■ **THE PROBLEM**
Working from the records below, repeat exactly the lines starting at the line that contains "pub enum Mode" and ending at the line that contains "return Mode::Local;", inclusive.
--*--
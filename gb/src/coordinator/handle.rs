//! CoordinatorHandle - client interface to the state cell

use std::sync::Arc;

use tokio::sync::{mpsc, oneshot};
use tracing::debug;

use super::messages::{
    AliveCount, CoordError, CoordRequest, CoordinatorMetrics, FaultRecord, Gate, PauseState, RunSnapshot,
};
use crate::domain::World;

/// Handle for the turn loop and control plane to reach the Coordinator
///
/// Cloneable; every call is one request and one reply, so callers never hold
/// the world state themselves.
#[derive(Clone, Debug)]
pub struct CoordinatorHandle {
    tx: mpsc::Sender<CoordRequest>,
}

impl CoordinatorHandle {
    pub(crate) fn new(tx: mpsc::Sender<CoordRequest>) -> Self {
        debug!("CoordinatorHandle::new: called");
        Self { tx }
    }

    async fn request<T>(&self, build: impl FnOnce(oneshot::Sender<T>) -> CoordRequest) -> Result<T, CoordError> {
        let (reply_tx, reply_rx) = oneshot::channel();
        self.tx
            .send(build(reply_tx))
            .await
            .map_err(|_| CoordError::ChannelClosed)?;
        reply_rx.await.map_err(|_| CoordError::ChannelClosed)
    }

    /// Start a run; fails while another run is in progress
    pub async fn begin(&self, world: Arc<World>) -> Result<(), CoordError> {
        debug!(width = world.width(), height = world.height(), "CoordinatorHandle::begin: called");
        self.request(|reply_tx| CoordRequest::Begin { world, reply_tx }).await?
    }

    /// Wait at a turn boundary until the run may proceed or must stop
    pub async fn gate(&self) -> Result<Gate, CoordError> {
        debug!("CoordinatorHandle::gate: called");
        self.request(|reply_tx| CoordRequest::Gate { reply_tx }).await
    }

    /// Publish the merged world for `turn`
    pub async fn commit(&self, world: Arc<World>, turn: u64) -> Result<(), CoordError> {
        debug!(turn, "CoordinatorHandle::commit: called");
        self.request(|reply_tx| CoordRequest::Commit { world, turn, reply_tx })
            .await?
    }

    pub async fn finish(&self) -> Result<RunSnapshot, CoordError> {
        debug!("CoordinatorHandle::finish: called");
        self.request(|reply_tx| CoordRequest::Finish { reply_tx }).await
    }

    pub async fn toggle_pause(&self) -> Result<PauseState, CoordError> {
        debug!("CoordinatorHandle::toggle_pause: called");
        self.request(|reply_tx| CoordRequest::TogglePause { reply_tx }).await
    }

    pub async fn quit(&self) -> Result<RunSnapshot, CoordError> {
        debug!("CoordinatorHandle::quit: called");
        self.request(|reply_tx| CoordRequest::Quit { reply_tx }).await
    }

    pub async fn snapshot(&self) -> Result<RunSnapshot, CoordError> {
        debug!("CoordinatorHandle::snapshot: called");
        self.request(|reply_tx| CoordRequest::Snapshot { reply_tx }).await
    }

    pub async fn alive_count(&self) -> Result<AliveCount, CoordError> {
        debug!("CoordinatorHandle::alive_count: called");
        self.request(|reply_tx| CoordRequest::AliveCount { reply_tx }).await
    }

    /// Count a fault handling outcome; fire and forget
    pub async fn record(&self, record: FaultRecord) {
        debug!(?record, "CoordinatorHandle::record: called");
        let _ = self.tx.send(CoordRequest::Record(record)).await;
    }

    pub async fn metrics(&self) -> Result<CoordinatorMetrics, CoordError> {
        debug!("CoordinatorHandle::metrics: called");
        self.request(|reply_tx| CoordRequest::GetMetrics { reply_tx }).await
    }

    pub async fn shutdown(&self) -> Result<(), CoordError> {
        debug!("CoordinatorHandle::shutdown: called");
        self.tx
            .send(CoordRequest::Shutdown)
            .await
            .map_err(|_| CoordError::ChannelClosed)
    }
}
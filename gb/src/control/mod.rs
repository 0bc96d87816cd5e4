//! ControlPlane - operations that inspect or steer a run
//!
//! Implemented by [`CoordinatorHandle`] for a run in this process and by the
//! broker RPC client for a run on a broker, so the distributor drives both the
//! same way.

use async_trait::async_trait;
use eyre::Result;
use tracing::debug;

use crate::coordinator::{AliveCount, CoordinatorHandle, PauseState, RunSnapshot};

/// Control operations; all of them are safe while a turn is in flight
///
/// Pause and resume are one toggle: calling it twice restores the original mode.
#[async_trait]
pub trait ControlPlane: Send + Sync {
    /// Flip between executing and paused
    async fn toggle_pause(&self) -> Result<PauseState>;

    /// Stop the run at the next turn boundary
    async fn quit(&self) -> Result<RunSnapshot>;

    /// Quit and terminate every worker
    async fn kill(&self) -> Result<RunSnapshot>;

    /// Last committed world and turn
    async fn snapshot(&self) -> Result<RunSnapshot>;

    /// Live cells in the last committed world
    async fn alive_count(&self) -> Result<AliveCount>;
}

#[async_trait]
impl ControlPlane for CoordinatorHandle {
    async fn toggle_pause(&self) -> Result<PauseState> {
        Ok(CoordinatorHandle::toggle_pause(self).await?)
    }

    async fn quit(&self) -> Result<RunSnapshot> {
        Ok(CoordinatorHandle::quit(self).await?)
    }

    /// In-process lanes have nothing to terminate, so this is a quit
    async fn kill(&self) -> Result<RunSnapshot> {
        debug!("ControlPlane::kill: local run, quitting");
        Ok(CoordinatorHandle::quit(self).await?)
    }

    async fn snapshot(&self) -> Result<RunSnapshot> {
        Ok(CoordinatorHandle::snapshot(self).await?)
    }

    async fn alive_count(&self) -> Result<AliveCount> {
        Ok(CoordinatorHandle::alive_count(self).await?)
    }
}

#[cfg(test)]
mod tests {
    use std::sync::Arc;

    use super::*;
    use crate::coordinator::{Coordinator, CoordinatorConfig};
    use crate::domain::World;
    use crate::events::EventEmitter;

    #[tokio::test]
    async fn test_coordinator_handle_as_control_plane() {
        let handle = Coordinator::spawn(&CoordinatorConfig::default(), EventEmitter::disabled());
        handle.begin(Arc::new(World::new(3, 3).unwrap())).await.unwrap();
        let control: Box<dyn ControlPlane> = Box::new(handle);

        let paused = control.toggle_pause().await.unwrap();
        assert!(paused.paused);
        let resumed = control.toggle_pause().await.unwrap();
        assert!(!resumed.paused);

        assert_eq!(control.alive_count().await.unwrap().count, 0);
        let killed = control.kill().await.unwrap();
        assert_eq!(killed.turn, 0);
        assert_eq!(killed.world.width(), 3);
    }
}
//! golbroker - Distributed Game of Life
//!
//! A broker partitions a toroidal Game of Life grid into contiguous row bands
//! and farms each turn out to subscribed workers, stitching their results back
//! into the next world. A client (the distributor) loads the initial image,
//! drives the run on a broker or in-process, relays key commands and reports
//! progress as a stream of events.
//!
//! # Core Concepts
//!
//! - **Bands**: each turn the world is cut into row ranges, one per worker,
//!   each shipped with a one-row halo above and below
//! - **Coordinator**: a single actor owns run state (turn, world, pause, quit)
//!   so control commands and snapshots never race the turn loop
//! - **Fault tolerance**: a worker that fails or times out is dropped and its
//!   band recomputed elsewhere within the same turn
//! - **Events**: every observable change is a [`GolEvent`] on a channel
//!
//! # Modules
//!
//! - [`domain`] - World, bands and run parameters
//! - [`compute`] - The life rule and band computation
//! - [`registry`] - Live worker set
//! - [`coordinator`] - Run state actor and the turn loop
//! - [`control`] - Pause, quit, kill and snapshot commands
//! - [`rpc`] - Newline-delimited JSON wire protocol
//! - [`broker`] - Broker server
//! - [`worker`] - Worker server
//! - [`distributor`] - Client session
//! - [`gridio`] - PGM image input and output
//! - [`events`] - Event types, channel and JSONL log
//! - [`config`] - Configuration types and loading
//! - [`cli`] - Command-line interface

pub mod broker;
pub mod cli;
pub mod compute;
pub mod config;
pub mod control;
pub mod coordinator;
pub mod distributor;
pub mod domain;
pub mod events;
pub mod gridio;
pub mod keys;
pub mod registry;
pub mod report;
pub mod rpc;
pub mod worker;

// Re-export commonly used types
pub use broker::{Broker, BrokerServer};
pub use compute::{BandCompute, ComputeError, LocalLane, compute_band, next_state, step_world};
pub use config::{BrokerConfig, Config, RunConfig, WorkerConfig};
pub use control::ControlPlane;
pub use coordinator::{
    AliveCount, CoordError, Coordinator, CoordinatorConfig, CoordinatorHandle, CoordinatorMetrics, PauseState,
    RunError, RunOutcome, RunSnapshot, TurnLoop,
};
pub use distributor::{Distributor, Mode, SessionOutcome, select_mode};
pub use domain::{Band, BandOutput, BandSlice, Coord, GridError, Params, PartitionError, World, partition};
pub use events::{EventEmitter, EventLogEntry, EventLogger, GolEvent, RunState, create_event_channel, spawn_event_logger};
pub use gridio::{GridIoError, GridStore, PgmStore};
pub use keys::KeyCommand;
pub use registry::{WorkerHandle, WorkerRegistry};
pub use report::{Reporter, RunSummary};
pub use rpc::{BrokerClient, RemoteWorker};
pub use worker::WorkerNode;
--*--
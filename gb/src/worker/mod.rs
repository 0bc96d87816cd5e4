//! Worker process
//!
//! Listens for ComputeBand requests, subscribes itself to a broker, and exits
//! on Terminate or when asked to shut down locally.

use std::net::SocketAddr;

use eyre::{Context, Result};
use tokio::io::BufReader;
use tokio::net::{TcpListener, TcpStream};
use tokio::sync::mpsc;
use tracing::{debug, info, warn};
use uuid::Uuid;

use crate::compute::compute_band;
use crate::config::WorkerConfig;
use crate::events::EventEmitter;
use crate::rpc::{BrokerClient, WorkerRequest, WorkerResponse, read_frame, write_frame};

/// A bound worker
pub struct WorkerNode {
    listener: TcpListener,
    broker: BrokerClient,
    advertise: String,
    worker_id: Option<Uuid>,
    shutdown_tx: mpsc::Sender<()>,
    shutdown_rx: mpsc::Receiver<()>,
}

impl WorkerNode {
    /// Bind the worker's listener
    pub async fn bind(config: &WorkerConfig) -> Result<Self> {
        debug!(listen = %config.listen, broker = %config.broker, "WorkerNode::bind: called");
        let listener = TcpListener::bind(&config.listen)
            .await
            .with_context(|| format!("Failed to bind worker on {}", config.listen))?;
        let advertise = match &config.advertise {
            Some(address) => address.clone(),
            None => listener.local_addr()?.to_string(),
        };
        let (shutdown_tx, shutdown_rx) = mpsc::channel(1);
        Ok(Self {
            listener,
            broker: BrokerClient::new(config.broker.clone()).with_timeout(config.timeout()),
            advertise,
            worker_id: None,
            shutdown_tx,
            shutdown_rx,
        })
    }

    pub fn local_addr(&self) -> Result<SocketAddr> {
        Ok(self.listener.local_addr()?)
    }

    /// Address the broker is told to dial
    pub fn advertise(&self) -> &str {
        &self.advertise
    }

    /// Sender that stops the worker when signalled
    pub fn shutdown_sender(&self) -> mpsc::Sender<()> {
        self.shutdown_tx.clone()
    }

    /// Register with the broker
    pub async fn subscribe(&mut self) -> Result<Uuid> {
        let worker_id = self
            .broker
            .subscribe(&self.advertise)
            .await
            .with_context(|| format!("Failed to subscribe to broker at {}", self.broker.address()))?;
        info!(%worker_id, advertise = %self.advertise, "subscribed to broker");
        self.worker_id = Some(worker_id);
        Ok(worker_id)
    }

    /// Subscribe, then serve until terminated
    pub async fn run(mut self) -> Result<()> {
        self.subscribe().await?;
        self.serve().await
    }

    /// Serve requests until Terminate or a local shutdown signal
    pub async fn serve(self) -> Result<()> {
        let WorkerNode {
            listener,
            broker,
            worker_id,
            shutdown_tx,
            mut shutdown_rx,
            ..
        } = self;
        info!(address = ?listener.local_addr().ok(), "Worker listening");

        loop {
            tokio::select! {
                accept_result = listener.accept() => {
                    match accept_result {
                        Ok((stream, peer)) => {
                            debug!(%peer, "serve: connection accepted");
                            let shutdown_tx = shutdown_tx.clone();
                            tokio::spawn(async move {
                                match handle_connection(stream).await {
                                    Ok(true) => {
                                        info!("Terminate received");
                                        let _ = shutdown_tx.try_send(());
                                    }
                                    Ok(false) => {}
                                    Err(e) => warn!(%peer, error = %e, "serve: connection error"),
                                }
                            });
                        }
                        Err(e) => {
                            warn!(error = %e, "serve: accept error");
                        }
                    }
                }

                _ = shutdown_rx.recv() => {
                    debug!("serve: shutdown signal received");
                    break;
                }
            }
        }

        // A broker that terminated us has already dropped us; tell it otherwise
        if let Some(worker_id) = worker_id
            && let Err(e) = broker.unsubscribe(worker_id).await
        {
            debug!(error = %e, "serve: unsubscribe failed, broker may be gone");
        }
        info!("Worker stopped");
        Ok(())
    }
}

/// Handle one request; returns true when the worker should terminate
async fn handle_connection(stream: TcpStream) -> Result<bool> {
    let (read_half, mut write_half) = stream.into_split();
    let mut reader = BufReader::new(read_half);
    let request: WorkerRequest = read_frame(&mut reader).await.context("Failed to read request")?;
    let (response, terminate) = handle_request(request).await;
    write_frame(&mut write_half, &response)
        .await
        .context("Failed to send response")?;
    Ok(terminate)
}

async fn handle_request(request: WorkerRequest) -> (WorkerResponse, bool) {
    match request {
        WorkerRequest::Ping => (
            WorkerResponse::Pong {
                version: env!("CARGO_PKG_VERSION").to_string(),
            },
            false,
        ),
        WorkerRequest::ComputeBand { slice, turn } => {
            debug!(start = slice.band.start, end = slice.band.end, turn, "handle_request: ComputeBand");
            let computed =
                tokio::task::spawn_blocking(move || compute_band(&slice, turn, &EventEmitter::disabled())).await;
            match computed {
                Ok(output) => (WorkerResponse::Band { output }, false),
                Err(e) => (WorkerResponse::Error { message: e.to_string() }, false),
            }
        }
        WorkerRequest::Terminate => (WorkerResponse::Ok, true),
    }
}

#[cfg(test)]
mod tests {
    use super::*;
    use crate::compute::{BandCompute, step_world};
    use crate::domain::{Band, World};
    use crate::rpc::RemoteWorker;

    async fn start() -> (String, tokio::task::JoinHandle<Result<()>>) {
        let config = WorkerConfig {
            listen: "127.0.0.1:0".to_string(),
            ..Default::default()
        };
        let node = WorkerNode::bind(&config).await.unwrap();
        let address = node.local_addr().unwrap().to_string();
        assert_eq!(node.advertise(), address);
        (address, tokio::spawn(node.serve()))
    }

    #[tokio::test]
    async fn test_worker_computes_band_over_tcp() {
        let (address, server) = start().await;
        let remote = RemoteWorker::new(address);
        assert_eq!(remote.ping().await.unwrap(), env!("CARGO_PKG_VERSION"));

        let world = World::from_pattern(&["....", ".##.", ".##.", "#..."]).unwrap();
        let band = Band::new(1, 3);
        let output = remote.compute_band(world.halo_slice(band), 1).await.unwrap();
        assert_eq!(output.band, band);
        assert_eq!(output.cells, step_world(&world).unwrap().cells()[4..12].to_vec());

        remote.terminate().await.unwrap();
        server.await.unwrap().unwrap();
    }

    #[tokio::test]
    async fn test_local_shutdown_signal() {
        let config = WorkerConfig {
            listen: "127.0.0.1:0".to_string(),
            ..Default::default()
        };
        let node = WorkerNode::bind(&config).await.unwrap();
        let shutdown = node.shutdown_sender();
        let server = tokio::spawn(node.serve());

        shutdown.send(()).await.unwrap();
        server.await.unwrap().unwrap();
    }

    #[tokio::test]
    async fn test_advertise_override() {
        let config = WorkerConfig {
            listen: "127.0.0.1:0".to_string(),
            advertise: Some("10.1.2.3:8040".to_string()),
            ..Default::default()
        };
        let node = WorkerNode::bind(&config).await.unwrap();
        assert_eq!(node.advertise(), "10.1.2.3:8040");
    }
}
--*--
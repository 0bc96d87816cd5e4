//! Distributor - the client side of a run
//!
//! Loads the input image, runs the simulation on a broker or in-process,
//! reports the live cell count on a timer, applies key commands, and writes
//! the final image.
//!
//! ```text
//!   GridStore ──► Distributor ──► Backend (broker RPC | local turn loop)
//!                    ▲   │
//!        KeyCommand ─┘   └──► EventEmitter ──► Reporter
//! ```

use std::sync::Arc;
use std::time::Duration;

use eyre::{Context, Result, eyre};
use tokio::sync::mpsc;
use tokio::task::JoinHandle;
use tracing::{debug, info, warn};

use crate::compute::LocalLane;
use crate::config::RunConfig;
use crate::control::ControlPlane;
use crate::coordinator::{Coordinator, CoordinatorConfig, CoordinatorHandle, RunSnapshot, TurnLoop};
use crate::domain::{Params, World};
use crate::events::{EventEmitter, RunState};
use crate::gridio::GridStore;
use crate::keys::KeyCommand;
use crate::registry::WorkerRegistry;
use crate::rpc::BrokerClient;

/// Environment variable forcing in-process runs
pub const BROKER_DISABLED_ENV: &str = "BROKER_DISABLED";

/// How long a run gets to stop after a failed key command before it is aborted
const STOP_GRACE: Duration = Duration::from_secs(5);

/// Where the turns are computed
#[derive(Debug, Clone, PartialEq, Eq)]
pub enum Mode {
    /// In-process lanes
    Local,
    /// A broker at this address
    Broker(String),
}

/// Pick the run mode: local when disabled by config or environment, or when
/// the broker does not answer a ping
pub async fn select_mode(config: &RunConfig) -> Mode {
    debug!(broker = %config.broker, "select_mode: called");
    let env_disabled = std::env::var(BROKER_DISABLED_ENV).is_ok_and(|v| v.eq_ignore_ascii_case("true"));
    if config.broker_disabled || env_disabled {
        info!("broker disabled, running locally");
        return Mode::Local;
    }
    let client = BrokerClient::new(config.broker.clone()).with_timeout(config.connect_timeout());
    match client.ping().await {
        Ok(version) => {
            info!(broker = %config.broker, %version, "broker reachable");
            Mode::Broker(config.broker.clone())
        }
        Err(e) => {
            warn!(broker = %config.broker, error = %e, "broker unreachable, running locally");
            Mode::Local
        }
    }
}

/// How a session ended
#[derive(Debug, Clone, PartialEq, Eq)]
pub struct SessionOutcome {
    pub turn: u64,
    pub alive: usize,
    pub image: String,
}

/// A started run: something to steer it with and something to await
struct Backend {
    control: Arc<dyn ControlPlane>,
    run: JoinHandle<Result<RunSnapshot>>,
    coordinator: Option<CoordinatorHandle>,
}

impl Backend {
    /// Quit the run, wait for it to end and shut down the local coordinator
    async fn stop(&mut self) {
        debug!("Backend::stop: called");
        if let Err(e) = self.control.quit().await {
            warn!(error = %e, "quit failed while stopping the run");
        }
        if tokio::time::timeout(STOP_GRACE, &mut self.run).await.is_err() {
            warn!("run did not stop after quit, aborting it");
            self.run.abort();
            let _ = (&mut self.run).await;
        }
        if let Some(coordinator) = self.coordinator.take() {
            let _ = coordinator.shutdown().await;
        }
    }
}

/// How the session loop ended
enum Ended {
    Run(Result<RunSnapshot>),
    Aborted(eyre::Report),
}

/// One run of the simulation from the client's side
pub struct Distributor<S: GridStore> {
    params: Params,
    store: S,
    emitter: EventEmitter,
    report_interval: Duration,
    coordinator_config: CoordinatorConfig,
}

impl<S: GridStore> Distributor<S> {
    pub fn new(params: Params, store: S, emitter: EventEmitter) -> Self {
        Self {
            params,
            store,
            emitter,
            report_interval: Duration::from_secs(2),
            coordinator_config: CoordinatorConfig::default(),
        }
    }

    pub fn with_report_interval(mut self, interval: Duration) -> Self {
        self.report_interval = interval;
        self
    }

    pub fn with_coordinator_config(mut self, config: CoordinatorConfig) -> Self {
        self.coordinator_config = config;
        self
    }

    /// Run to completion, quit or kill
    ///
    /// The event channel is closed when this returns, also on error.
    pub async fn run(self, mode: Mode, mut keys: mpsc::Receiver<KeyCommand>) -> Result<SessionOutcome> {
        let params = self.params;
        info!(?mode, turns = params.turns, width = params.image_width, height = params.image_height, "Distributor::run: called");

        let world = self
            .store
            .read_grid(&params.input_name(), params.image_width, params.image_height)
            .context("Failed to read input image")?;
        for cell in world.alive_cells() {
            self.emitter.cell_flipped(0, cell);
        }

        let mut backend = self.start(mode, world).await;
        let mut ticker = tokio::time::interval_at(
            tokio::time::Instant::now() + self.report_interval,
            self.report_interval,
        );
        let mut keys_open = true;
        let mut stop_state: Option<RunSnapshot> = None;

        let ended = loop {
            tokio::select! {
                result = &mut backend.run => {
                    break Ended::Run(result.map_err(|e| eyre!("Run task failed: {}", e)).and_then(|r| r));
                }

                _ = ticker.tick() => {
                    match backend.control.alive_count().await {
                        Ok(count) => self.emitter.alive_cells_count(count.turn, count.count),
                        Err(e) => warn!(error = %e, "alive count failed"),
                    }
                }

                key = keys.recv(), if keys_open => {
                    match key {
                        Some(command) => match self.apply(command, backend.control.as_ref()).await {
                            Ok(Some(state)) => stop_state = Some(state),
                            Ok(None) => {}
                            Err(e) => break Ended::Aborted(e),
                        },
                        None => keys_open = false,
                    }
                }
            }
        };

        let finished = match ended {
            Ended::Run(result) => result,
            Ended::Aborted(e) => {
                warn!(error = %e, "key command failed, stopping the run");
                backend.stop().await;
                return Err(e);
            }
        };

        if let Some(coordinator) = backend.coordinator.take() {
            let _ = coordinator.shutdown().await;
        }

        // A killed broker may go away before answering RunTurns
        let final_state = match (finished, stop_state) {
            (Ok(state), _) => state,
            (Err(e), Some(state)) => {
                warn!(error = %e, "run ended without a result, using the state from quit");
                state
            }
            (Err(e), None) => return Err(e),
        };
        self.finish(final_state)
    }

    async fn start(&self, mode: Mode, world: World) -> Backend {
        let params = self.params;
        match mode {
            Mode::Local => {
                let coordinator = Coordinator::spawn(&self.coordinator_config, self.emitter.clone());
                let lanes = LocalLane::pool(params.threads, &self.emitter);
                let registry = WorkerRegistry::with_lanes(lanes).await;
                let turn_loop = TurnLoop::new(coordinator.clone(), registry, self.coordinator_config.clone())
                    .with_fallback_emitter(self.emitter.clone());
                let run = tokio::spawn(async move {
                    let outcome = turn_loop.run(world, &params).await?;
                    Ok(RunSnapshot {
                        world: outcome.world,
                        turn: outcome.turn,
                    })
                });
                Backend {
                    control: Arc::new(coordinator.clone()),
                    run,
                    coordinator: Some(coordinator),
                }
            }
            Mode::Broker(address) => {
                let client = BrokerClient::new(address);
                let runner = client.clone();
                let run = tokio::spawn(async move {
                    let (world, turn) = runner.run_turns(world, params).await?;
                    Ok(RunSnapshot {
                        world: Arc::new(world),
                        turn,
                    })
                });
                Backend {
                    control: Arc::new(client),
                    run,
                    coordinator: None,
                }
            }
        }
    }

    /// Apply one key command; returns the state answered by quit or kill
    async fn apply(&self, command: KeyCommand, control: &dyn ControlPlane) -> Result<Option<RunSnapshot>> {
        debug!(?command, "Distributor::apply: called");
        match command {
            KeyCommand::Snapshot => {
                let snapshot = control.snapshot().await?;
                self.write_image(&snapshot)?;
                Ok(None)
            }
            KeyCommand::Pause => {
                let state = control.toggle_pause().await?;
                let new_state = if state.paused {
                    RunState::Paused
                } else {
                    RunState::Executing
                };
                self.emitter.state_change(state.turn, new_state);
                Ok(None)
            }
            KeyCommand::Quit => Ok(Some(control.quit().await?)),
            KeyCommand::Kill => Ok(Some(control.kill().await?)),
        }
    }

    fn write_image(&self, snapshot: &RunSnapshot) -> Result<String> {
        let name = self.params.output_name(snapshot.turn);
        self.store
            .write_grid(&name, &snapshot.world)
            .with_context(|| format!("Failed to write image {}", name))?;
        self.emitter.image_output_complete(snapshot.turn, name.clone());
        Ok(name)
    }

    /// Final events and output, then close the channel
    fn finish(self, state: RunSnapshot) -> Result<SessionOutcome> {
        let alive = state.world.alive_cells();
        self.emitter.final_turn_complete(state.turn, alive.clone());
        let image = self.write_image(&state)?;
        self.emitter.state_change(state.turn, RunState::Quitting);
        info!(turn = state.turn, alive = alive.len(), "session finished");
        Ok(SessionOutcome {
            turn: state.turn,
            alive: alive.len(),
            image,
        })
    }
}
--*--
■ **OUTPUT OF THE TASK**
pub enum Mode {
    /// In-process lanes
    Local,
    /// A broker at this address
    Broker(String),
}

/// Pick the run mode: local when disabled by config or environment, or when
/// the broker does not answer a ping
pub async fn select_mode(config: &RunConfig) -> Mode {
    debug!(broker = %config.broker, "select_mode: called");
    let env_disabled = std::env::var(BROKER_DISABLED_ENV).is_ok_and(|v| v.eq_ignore_ascii_case("true"));
    if config.broker_disabled || env_disabled {
        info!("broker disabled, running locally");
        return Mode::Local;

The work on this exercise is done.